Robin Fox, for help with the English version of this paper.
Giacomo Balestra, Philippe Bocher, Maurizio Comandini, Jonathan Feldman, Peter Losin,
Albert McMahill, Gianni Paganini, Andrea Passerini, Hans Schadee, Wolf Schmaler,
Mark A. White; for providing tapes, corrections and suggestions for this paper,
but overall for their friendship and patience.
My friend Franco D'Andrea, who spent with me sleepless nights analysing and discussing
about the topics of this paper.
Dave Liebman, who trusted in my research and provided me the private recordings
he made during his period with Miles.
The members of the "Miles Davis Mailing List" (on the Internet); the biggest gold
mine for information about Miles.
All the people who helped me in my work on Miles' music.
Gerald Early and Elizabeth Kellerman for their kindness and trust in my theories.
The information in this paper is taken from a catalogue of the issued and unissued
material, recorded and unrecorded performances of Miles Davis.
During the last eight years I have analyzed many private recordings, official records
and bootlegs, a lot of interviews (recorded or published in magazines), and other
material regarding Miles.
In doing this research, I have listed every date I found (concerts, sessions, interviews,
participations as actor, etc.). For each concert or studio session, I have identified
every known tune and listed every issued and unissued theme and bass vamp. Particular
attention has been paid to the identification of the pieces of the "gold" electric
period (1968-75). Doing my research I have prepared a DAT tape with every (issued
and unissued) theme and bass vamp played by Miles' band between 1968 and 1975.

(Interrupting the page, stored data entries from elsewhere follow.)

use serde_json::{Map, Value};

use crate::digest::SdAlg;
use crate::disclosure::{Disclosure, DisclosureSet};
use crate::instruction::Instruction;
use crate::jws::{self, SymmetricKey};
use crate::salt::SaltProvider;
use crate::{Error, ARRAY_CLAIM_ITEM_PROPERTY_NAME, SD_ALG_CLAIM_NAME, SD_CLAIM_NAME};

/// Walks the instruction forest and produces the JWT claim map together
/// with the emitted disclosure set.
///
/// Digests land in an `_sd` array at the enclosing object level, created
/// on demand; array elements are wrapped as `{"...": digest}`. Traversal
/// order of the instructions is preserved throughout.
pub fn build_claims<S: SaltProvider + ?Sized>(
    instructions: &[Instruction],
    salts: &mut S,
) -> Result<(Map<String, Value>, DisclosureSet), Error> {
    let mut claims = Map::new();
    let mut disclosures = DisclosureSet::new();
    walk_object(instructions, &mut claims, &mut disclosures, salts)?;
    Ok((claims, disclosures))
}

/// Issues a complete serialized SD-JWT: signed token followed by the
/// tilde-separated disclosures.
pub fn encode_sign<S: SaltProvider + ?Sized>(
    instructions: &[Instruction],
    key: &SymmetricKey,
    salts: &mut S,
) -> Result<String, Error> {
    let (mut claims, disclosures) = build_claims(instructions, salts)?;
    claims.insert(
        SD_ALG_CLAIM_NAME.to_owned(),
        Value::String(SdAlg::Sha256.to_str().to_owned()),
    );

    let jwt = jws::encode_sign(&Value::Object(claims), key)?;
    Ok(format!("{}{}", jwt, disclosures.serialized()))
}

fn walk_object<S: SaltProvider + ?Sized>(
    instructions: &[Instruction],
    storage: &mut Map<String, Value>,
    disclosures: &mut DisclosureSet,
    salts: &mut S,
) -> Result<(), Error> {
    for instruction in instructions {
        match instruction {
            Instruction::Claim { name, value, sd } => {
                check_claim_name(name)?;
                if *sd {
                    let disclosure =
                        Disclosure::new(salts.next_salt(), Some(name.clone()), value.clone())?;
                    push_sd_digest(storage, disclosure.claim_hash.clone());
                    disclosures.add(disclosure)?;
                } else {
                    storage.insert(name.clone(), value.clone());
                }
            }

            Instruction::Object { name, children } => {
                check_claim_name(name)?;
                let mut child_storage = Map::new();
                walk_object(children, &mut child_storage, disclosures, salts)?;
                storage.insert(name.clone(), Value::Object(child_storage));
            }

            Instruction::Array { name, elements } => {
                check_claim_name(name)?;
                let mut items = Vec::with_capacity(elements.len());
                for element in elements {
                    let Instruction::ArrayElement { value, sd } = element else {
                        return Err(Error::UnknownNodeKind);
                    };
                    if *sd {
                        let disclosure = Disclosure::new(salts.next_salt(), None, value.clone())?;
                        items.push(
                            serde_json::json!({ARRAY_CLAIM_ITEM_PROPERTY_NAME: disclosure.claim_hash.clone()}),
                        );
                        disclosures.add(disclosure)?;
                    } else {
                        items.push(value.clone());
                    }
                }
                storage.insert(name.clone(), Value::Array(items));
            }

            Instruction::SdObject { name, children } => {
                check_claim_name(name)?;
                let collapsed = collect_cleartext(children)?;
                let disclosure = Disclosure::new(
                    salts.next_salt(),
                    Some(name.clone()),
                    Value::Object(collapsed),
                )?;
                push_sd_digest(storage, disclosure.claim_hash.clone());
                disclosures.add(disclosure)?;
            }

            Instruction::Recursive { name, children } => {
                check_claim_name(name)?;
                let child_hashes = walk_recursive(children, disclosures, salts)?;
                let disclosure = Disclosure::new(
                    salts.next_salt(),
                    Some(name.clone()),
                    serde_json::json!({SD_CLAIM_NAME: child_hashes}),
                )?;
                push_sd_digest(storage, disclosure.claim_hash.clone());
                disclosures.add(disclosure)?;
            }

            // elements only make sense inside an array parent
            Instruction::ArrayElement { .. } => return Err(Error::UnknownNodeKind),
        }
    }
    Ok(())
}

/// Children of a recursive parent become disclosures of their own; the
/// ordered claim hashes travel back up to feed the parent's digest list.
fn walk_recursive<S: SaltProvider + ?Sized>(
    children: &[Instruction],
    disclosures: &mut DisclosureSet,
    salts: &mut S,
) -> Result<Vec<String>, Error> {
    let mut hashes = Vec::with_capacity(children.len());
    for child in children {
        match child {
            Instruction::Claim { name, value, .. } => {
                check_claim_name(name)?;
                let disclosure =
                    Disclosure::new(salts.next_salt(), Some(name.clone()), value.clone())?;
                hashes.push(disclosure.claim_hash.clone());
                disclosures.add(disclosure)?;
            }
            Instruction::Recursive { name, children } => {
                check_claim_name(name)?;
                let nested = walk_recursive(children, disclosures, salts)?;
                let disclosure = Disclosure::new(
                    salts.next_salt(),
                    Some(name.clone()),
                    serde_json::json!({SD_CLAIM_NAME: nested}),
                )?;
                hashes.push(disclosure.claim_hash.clone());
                disclosures.add(disclosure)?;
            }
            _ => return Err(Error::UnknownNodeKind),
        }
    }
    Ok(hashes)
}

/// Renders a collapsed subtree as its cleartext object. Disclosure flags
/// inside the subtree are moot; the single parent disclosure already hides
/// every descendant.
fn collect_cleartext(children: &[Instruction]) -> Result<Map<String, Value>, Error> {
    let mut collapsed = Map::new();
    for child in children {
        match child {
            Instruction::Claim { name, value, .. } => {
                check_claim_name(name)?;
                collapsed.insert(name.clone(), value.clone());
            }
            Instruction::Object { name, children } => {
                check_claim_name(name)?;
                collapsed.insert(name.clone(), Value::Object(collect_cleartext(children)?));
            }
            Instruction::Array { name, elements } => {
                check_claim_name(name)?;
                let mut items = Vec::with_capacity(elements.len());
                for element in elements {
                    let Instruction::ArrayElement { value, .. } = element else {
                        return Err(Error::UnknownNodeKind);
                    };
                    items.push(value.clone());
                }
                collapsed.insert(name.clone(), Value::Array(items));
            }
            _ => return Err(Error::UnknownNodeKind),
        }
    }
    Ok(collapsed)
}

fn push_sd_digest(storage: &mut Map<String, Value>, digest: String) {
    match storage.get_mut(SD_CLAIM_NAME) {
        Some(Value::Array(digests)) => digests.push(Value::String(digest)),
        _ => {
            storage.insert(
                SD_CLAIM_NAME.to_owned(),
                Value::Array(vec![Value::String(digest)]),
            );
        }
    }
}

fn check_claim_name(name: &str) -> Result<(), Error> {
    if name == SD_CLAIM_NAME || name == SD_ALG_CLAIM_NAME || name == ARRAY_CLAIM_ITEM_PROPERTY_NAME
    {
        return Err(Error::ReservedClaimName);
    }
    Ok(())
}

The whole work is organized in a data base (with FileMakerPro), so it is possible
to access it for research purposes. At present, more than 1700 venues are listed
in the catalogue and for each of these dates there are complete discographical references
and extensive notes about the session. Every performed number contains information
about the music, the sequences of the solos and a brief analysis of the music.